Segment Open

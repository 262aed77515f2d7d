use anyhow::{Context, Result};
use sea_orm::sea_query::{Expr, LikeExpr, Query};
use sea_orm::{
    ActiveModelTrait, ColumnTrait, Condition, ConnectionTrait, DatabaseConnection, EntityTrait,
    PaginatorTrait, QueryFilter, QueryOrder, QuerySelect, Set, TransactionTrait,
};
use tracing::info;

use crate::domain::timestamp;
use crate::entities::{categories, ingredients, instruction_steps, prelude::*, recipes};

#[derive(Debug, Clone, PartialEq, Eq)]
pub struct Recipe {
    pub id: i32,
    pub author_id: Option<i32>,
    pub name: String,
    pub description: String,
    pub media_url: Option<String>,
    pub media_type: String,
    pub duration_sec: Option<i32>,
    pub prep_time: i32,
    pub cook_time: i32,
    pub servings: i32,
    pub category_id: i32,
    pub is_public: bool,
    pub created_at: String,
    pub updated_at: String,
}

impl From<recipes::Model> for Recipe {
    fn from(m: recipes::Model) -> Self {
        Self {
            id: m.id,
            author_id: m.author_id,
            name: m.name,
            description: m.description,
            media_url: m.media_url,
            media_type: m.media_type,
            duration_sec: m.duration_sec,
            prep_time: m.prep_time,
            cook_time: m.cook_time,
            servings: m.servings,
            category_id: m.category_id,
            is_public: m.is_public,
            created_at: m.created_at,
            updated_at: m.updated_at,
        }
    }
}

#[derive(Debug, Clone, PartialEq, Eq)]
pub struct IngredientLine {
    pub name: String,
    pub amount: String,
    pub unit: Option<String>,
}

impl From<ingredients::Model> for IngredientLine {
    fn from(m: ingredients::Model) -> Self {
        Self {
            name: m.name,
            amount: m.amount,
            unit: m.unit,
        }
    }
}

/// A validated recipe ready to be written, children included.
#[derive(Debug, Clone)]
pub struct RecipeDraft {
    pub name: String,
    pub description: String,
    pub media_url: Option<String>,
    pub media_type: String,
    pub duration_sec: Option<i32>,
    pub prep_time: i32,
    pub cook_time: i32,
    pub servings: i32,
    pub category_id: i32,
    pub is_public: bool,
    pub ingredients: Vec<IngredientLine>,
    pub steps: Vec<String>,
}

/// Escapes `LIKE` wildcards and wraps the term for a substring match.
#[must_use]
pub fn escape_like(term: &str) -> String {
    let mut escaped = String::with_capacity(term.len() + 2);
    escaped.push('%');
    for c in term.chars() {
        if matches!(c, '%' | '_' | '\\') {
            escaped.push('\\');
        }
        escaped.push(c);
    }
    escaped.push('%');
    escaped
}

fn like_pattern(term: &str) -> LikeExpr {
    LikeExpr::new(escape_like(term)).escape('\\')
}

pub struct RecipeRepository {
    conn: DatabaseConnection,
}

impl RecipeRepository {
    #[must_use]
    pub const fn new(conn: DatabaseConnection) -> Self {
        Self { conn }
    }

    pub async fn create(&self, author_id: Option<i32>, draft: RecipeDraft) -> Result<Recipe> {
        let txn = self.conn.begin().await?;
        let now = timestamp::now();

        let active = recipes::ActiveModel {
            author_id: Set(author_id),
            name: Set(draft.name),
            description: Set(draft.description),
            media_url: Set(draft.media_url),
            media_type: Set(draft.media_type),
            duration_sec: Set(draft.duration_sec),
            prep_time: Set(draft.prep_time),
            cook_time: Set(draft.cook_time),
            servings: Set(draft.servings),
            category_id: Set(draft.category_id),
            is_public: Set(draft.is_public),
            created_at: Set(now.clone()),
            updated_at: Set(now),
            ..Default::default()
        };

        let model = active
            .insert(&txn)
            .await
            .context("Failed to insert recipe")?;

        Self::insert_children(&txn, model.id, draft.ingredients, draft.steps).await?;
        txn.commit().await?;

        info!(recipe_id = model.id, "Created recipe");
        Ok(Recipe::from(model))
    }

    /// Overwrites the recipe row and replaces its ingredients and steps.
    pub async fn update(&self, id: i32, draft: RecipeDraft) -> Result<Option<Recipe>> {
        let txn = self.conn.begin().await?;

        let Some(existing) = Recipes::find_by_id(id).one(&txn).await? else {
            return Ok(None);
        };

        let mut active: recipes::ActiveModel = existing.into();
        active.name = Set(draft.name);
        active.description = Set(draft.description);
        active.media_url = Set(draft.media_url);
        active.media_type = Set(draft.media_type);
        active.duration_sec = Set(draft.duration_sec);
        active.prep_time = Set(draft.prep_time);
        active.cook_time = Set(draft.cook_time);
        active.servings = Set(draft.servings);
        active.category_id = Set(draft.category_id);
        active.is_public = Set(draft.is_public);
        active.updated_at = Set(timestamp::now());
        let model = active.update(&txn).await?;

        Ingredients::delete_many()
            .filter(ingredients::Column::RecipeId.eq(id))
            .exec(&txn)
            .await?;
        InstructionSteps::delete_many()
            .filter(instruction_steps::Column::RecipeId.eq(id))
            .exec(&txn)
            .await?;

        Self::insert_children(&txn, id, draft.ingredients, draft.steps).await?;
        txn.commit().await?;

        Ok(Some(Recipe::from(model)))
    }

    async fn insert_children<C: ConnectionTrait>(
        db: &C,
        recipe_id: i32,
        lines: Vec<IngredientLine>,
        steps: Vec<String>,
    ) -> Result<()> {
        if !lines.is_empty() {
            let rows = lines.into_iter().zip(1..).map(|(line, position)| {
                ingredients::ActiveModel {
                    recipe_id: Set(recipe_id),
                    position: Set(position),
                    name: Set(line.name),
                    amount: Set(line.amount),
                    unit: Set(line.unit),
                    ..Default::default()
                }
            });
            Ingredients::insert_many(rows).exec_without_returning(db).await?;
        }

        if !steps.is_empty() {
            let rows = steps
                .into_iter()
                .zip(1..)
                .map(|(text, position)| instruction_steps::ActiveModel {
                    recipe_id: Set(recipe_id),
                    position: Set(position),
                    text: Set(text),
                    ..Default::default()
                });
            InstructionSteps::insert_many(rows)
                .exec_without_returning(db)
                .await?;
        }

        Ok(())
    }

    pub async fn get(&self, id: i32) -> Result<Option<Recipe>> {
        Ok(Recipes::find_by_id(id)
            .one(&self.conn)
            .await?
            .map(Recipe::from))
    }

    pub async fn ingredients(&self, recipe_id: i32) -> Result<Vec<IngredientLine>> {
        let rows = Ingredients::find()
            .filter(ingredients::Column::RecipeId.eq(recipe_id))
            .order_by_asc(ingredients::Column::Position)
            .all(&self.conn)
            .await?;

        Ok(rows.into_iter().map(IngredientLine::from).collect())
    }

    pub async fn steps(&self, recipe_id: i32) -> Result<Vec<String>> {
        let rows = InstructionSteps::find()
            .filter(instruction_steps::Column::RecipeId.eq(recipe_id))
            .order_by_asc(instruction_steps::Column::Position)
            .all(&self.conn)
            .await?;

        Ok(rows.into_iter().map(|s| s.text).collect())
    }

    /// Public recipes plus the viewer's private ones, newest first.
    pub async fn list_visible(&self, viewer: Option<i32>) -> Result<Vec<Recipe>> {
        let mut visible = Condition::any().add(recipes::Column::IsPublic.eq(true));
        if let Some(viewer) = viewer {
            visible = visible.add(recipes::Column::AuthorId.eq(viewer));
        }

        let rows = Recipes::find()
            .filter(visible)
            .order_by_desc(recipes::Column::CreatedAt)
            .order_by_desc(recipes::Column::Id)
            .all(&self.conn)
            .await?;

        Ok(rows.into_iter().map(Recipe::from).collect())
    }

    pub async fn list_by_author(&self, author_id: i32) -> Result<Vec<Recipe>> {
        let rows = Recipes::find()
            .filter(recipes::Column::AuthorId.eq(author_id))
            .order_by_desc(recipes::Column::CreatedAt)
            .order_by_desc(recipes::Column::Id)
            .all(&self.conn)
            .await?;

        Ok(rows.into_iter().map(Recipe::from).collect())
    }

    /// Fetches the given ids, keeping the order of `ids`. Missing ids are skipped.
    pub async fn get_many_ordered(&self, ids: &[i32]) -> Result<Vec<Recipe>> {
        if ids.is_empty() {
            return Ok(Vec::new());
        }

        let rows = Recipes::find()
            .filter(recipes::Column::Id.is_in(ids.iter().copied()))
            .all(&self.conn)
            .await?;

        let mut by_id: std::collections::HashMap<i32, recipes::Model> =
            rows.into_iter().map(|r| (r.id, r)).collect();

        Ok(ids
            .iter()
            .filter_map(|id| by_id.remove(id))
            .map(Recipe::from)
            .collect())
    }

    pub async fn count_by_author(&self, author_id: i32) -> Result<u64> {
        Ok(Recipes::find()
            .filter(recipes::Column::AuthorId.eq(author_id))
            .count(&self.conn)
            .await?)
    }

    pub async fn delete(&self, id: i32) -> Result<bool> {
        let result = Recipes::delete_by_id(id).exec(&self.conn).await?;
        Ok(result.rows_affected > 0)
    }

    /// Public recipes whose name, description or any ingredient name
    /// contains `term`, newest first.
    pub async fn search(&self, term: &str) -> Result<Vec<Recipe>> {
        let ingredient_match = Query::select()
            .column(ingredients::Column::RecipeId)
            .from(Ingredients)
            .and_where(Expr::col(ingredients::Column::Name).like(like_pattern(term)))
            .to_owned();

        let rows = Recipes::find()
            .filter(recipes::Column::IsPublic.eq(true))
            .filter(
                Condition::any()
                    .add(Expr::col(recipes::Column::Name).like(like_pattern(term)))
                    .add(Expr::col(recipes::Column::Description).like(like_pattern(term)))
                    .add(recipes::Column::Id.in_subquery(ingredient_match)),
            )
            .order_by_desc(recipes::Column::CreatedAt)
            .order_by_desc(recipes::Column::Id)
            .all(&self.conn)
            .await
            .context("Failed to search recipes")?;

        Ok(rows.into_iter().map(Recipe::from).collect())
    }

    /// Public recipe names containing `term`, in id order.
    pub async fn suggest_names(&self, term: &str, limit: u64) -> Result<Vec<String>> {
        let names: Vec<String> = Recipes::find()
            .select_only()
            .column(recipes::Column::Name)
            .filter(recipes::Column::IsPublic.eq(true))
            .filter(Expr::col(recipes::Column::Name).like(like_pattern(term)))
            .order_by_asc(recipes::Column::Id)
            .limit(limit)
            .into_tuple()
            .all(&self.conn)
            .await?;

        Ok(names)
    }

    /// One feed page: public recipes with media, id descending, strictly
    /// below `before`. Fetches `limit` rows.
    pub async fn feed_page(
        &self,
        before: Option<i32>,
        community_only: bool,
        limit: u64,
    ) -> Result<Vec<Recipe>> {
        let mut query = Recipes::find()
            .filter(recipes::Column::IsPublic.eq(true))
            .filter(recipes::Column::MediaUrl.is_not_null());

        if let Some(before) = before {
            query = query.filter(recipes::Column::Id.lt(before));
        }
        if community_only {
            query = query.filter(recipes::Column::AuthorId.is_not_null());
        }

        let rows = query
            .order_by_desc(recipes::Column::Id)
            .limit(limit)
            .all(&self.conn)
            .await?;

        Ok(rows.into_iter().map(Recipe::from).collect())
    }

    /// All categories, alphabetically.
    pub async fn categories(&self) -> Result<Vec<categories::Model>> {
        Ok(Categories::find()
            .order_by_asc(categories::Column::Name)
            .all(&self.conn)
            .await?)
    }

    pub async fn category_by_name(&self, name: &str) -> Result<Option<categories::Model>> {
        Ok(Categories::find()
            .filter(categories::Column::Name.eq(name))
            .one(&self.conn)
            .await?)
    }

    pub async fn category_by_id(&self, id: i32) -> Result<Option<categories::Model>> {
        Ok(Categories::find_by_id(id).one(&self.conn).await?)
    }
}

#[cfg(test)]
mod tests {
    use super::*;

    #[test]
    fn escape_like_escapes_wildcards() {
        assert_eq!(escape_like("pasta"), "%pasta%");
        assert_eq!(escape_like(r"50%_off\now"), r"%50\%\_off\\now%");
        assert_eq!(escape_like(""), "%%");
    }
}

Segment Closed
Segment Open

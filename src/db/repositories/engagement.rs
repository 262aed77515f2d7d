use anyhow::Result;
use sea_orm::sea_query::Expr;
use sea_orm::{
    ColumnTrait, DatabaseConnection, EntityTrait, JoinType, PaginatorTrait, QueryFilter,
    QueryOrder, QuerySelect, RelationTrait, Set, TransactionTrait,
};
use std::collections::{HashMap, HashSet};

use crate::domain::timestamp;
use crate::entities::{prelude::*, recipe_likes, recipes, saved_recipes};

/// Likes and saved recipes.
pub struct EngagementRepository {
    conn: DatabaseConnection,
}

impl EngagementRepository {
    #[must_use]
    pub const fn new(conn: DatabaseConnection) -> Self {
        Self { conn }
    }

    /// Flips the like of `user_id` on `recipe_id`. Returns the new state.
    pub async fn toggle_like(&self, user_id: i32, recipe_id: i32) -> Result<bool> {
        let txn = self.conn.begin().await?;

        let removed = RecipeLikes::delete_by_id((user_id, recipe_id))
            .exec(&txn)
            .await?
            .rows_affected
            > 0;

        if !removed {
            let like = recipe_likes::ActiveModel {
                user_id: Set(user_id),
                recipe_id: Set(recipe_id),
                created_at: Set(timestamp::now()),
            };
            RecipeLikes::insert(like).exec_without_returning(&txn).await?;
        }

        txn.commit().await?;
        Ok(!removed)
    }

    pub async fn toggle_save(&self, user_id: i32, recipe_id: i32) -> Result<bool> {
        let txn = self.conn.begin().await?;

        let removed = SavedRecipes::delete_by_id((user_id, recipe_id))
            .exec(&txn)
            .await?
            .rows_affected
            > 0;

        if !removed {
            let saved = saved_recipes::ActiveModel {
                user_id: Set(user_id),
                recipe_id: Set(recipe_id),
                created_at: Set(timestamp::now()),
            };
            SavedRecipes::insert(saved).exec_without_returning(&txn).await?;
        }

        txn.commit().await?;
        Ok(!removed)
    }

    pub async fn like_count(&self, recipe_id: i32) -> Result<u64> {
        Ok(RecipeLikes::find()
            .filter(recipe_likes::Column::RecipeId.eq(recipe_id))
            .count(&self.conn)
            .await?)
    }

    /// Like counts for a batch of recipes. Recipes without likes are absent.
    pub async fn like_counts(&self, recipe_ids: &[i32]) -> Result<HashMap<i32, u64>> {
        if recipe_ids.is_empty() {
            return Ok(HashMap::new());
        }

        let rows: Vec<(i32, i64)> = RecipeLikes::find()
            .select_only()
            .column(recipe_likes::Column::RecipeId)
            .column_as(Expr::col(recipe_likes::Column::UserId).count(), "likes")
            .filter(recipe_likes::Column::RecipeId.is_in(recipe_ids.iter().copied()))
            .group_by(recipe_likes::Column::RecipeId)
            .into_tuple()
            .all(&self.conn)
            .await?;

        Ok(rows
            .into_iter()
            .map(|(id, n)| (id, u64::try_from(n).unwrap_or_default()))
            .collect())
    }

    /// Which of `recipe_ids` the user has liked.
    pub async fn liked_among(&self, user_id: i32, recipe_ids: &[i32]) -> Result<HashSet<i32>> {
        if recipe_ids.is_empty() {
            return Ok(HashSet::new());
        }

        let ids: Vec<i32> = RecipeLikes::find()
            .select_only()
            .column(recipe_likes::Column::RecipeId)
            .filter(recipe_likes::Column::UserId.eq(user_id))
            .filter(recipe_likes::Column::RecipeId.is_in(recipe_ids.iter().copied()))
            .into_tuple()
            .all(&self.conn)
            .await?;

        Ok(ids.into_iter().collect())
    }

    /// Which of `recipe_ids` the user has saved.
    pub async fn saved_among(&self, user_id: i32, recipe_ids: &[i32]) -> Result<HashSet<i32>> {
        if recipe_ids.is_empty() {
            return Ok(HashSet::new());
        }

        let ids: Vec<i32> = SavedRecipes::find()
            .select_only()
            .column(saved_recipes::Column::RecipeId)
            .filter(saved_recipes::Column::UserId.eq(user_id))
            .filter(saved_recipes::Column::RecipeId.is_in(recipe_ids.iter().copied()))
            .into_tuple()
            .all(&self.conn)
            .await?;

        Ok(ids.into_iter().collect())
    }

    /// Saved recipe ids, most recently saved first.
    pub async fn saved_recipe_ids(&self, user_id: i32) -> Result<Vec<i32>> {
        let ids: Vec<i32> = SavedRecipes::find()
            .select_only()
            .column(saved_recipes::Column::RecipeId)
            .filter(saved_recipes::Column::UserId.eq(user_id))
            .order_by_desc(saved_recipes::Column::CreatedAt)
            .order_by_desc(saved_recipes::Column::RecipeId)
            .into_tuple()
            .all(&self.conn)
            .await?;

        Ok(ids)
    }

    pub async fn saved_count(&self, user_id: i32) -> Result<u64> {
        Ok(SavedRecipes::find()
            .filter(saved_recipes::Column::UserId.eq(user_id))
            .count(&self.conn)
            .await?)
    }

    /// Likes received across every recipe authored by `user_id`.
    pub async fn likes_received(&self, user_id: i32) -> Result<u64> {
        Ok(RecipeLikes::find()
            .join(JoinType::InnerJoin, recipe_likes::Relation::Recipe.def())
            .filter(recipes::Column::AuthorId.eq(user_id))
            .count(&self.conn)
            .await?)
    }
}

Segment Closed

What to produce >>
Each line in the listing that contains "AuthorId" should be returned.

Task output >>
            visible = visible.add(recipes::Column::AuthorId.eq(viewer));
            .filter(recipes::Column::AuthorId.eq(author_id))
            .filter(recipes::Column::AuthorId.eq(author_id))
            query = query.filter(recipes::Column::AuthorId.is_not_null());
            .filter(recipes::Column::AuthorId.eq(user_id))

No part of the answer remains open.